Reporter: Ahmad Febrian | Editor: Ahmad Febrian
KONTAN.CO.ID - JAKARTA. Keamanan siber (cybersecurity) terus menjadi isu krusial banyak perusahaan di Indonesia. Apalagi kasus peretasan terus marak. Terakhir adalah peretasan terhadap data masyarakat di Komisi Pemilihan Umum (KPU).
Lemahnya sistem pengamanan menyebabkan data-data vital perusahaan mudah sekali diretas. Bahkan baru-baru ini, salah satu lembaga jasa keuangan yang kena giliran jadi korban. Merujuk data National Cyber Security Index (NCSI) 2022, skor indeks cyber security Indonesia sebesar 38,96 poin pada 2022 atau di peringkat ketiga terendah di antara negara G-20. Selain merugikan konsumen, pelanggan dan informasi penting internal, pembobolan data sangatlah rawan meruntuhkan reputasi perusahaan.
"Kalau dulu, hacker ini tujuannya adalah mencari ketenaran, sekarang hacker fokus pada mencari uang dan menyebabkan kerugian di sisi perusahaan.” ujar Reza Aminy, Associate Director tim Advisory Services BDO in Indonesia, dalam penjelasannya, Selasa (5/12).
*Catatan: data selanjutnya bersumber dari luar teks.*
//! Option pricing
//!
//! Surcharges are encoded in option labels ("加蛋 (+2元)", "Add Egg (+¥2)").
//! Parsing is pure: the same label always yields the same amount, so prices
//! do not depend on render order or on the active language.

use regex::Regex;
use rust_decimal::prelude::*;
use shared::models::OptionValue;
use std::sync::LazyLock;

/// Rounding for monetary values (2 decimal places, half away from zero)
const DECIMAL_PLACES: u32 = 2;

/// `+` / `(` / `（`, then either `¥2` or `2元` / `2¥`
static SURCHARGE_PATTERN: LazyLock<Regex> = LazyLock::new(|| {
    Regex::new(r"[+＋(（]\s*(?:[¥￥]\s*(\d+(?:\.\d+)?)|(\d+(?:\.\d+)?)\s*(?:元|[¥￥]))")
        .expect("surcharge pattern is valid")
});

/// Extract the surcharge encoded in an option label.
///
/// No match (or an unparsable number) means a free option: `0`.
pub fn parse_surcharge(label: &str) -> Decimal {
    SURCHARGE_PATTERN
        .captures(label)
        .and_then(|caps| caps.get(1).or_else(|| caps.get(2)))
        .and_then(|m| Decimal::from_str(m.as_str()).ok())
        .unwrap_or(Decimal::ZERO)
}

/// Surcharge of an option value, independent of the active language.
///
/// The zh label is authoritative; the en label is consulted when the zh
/// label carries no amount.
pub fn option_surcharge(value: &OptionValue) -> Decimal {
    let zh = parse_surcharge(&value.label_zh);
    if zh.is_zero() {
        parse_surcharge(&value.label_en)
    } else {
        zh
    }
}

/// Round to 2 decimal places for display / submission
#[inline]
pub fn round_money(value: Decimal) -> Decimal {
    value.round_dp_with_strategy(DECIMAL_PLACES, RoundingStrategy::MidpointAwayFromZero)
}

/// Format an amount as yuan: `¥24.00`
pub fn format_price(value: Decimal) -> String {
    format!("¥{:.2}", round_money(value))
}
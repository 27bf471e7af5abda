//! Recommendation DTOs

use rust_decimal::Decimal;
use serde::{Deserialize, Serialize};
use std::collections::BTreeMap;

/// Dish card returned by the recommendation endpoints
#[derive(Debug, Clone, PartialEq, Serialize, Deserialize)]
pub struct RecommendedDish {
    pub id: i64,
    pub name: String,
    #[serde(default)]
    pub category: Option<String>,
    #[serde(default)]
    pub price: Option<Decimal>,
    #[serde(default)]
    pub canteen_id: Option<i64>,
    #[serde(default)]
    pub canteen_name: Option<String>,
    #[serde(default)]
    pub avg_score: Option<f64>,
    #[serde(default)]
    pub rating_count: Option<i64>,
}

/// Recommendations for one weekday
#[derive(Debug, Clone, PartialEq, Serialize, Deserialize)]
pub struct DayRecommendations {
    pub day_name_en: String,
    pub day_name_zh: String,
    #[serde(default)]
    pub dishes: Vec<RecommendedDish>,
}

/// Weekday (0 = Monday) -> recommendations
pub type WeeklyRecommendations = BTreeMap<u8, DayRecommendations>;
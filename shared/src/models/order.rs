//! Order Model

use rust_decimal::Decimal;
use serde::{Deserialize, Serialize};
use std::collections::BTreeMap;
use std::fmt;

pub type OrderId = i64;

/// Order item payload (one cart line)
#[derive(Debug, Clone, PartialEq, Serialize, Deserialize)]
pub struct OrderItemInput {
    pub dish_id: i64,
    pub quantity: i64,
    /// Unit price including option surcharges
    pub price: Decimal,
    /// option_type -> value (never contains "no")
    pub options: BTreeMap<String, String>,
}

/// Create order payload
#[derive(Debug, Clone, PartialEq, Serialize, Deserialize)]
pub struct OrderCreate {
    pub user_id: i64,
    pub items: Vec<OrderItemInput>,
    pub total_price: Decimal,
}

/// Order status
#[derive(Debug, Clone, Copy, PartialEq, Eq, Default, Serialize, Deserialize)]
#[serde(rename_all = "lowercase")]
pub enum OrderStatus {
    #[default]
    Pending,
    Paid,
    Cancelled,
    #[serde(other)]
    Unknown,
}

impl OrderStatus {
    pub fn as_str(self) -> &'static str {
        match self {
            OrderStatus::Pending => "pending",
            OrderStatus::Paid => "paid",
            OrderStatus::Cancelled => "cancelled",
            OrderStatus::Unknown => "unknown",
        }
    }
}

impl fmt::Display for OrderStatus {
    fn fmt(&self, f: &mut fmt::Formatter<'_>) -> fmt::Result {
        f.write_str(self.as_str())
    }
}

/// Created order (response of order submission)
#[derive(Debug, Clone, PartialEq, Serialize, Deserialize)]
pub struct OrderCreated {
    pub id: OrderId,
    pub user_id: i64,
    pub total_price: Decimal,
    #[serde(default)]
    pub status: OrderStatus,
    #[serde(default)]
    pub created_at: Option<String>,
}

/// Order item as listed in order history
#[derive(Debug, Clone, PartialEq, Serialize, Deserialize)]
pub struct OrderItem {
    pub dish_id: i64,
    #[serde(default)]
    pub dish_name: Option<String>,
    pub quantity: i64,
    #[serde(default)]
    pub price: Option<Decimal>,
    #[serde(default, deserialize_with = "options_or_empty")]
    pub options: BTreeMap<String, String>,
}

/// Order with nested items
#[derive(Debug, Clone, PartialEq, Serialize, Deserialize)]
pub struct Order {
    pub id: OrderId,
    pub user_id: i64,
    #[serde(default)]
    pub total_price: Option<Decimal>,
    #[serde(default)]
    pub status: OrderStatus,
    pub created_at: String,
    #[serde(default)]
    pub items: Vec<OrderItem>,
}

impl Order {
    pub fn is_payable(&self) -> bool {
        self.status == OrderStatus::Pending
    }
}

/// Payment confirmation
#[derive(Debug, Clone, PartialEq, Serialize, Deserialize)]
pub struct PaymentConfirmation {
    #[serde(default)]
    pub message: String,
    pub order_id: OrderId,
    pub status: OrderStatus,
}

fn options_or_empty<'de, D>(deserializer: D) -> Result<BTreeMap<String, String>, D::Error>
where
    D: serde::Deserializer<'de>,
{
    Ok(Option::<BTreeMap<String, String>>::deserialize(deserializer)?.unwrap_or_default())
}

#[cfg(test)]
mod tests {
    use super::*;

    #[test]
    fn test_order_list_row() {
        let json = r#"[{
            "id": 12, "user_id": 3, "total_price": 24.0, "status": "pending",
            "created_at": "2024-05-01T12:00:00",
            "items": [
                {"dish_id": 1, "dish_name": "Egg Fried Rice", "quantity": 2, "price": 12.0,
                 "options": {"add_egg": "yes"}},
                {"dish_id": 4, "dish_name": "Soy Milk", "quantity": 1, "price": 3.0, "options": null}
            ]
        }]"#;
        let orders: Vec<Order> = serde_json::from_str(json).unwrap();
        assert_eq!(orders.len(), 1);
        assert!(orders[0].is_payable());
        assert_eq!(orders[0].items[0].options["add_egg"], "yes");
        assert!(orders[0].items[1].options.is_empty());
    }

    #[test]
    fn test_unknown_status() {
        let status: OrderStatus = serde_json::from_str("\"refunded\"").unwrap();
        assert_eq!(status, OrderStatus::Unknown);
    }

    #[test]
    fn test_order_create_serializes_numbers() {
        let body = OrderCreate {
            user_id: 3,
            items: vec![OrderItemInput {
                dish_id: 1,
                quantity: 2,
                price: Decimal::new(12, 0),
                options: BTreeMap::from([("add_egg".to_string(), "yes".to_string())]),
            }],
            total_price: Decimal::new(24, 0),
        };
        let value = serde_json::to_value(&body).unwrap();
        assert_eq!(value["total_price"].as_f64(), Some(24.0));
        assert_eq!(value["items"][0]["price"].as_f64(), Some(12.0));
        assert_eq!(value["items"][0]["options"]["add_egg"], "yes");
    }
}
Kasus peretasan kerap menimpa perusahaan di bidang perbankan, e commerce, marketplace, telekomunikasi, asuransi, dan jasa keuangan di Indonesia. Kasus ini selain menyebabkan nama perusahaan goyah, juga rawan memicu guncangan keuangan internal.
Di tengah ancaman besar itu, menurut Reza, pemimpin perusahaan harus sadar dan tanggap dari segala potensi kejahatan siber. Langkah strategis yang tepat adalah melakukan pola-pola antisipasi sedini mungkin. Banyak perusahaan masih ragu-ragu dalam investasi cybersecurity. Perusahaan yang melakukan investasi cybersecurity memperkecil risiko terjadinya insiden dibanding perusahaan yang tidak.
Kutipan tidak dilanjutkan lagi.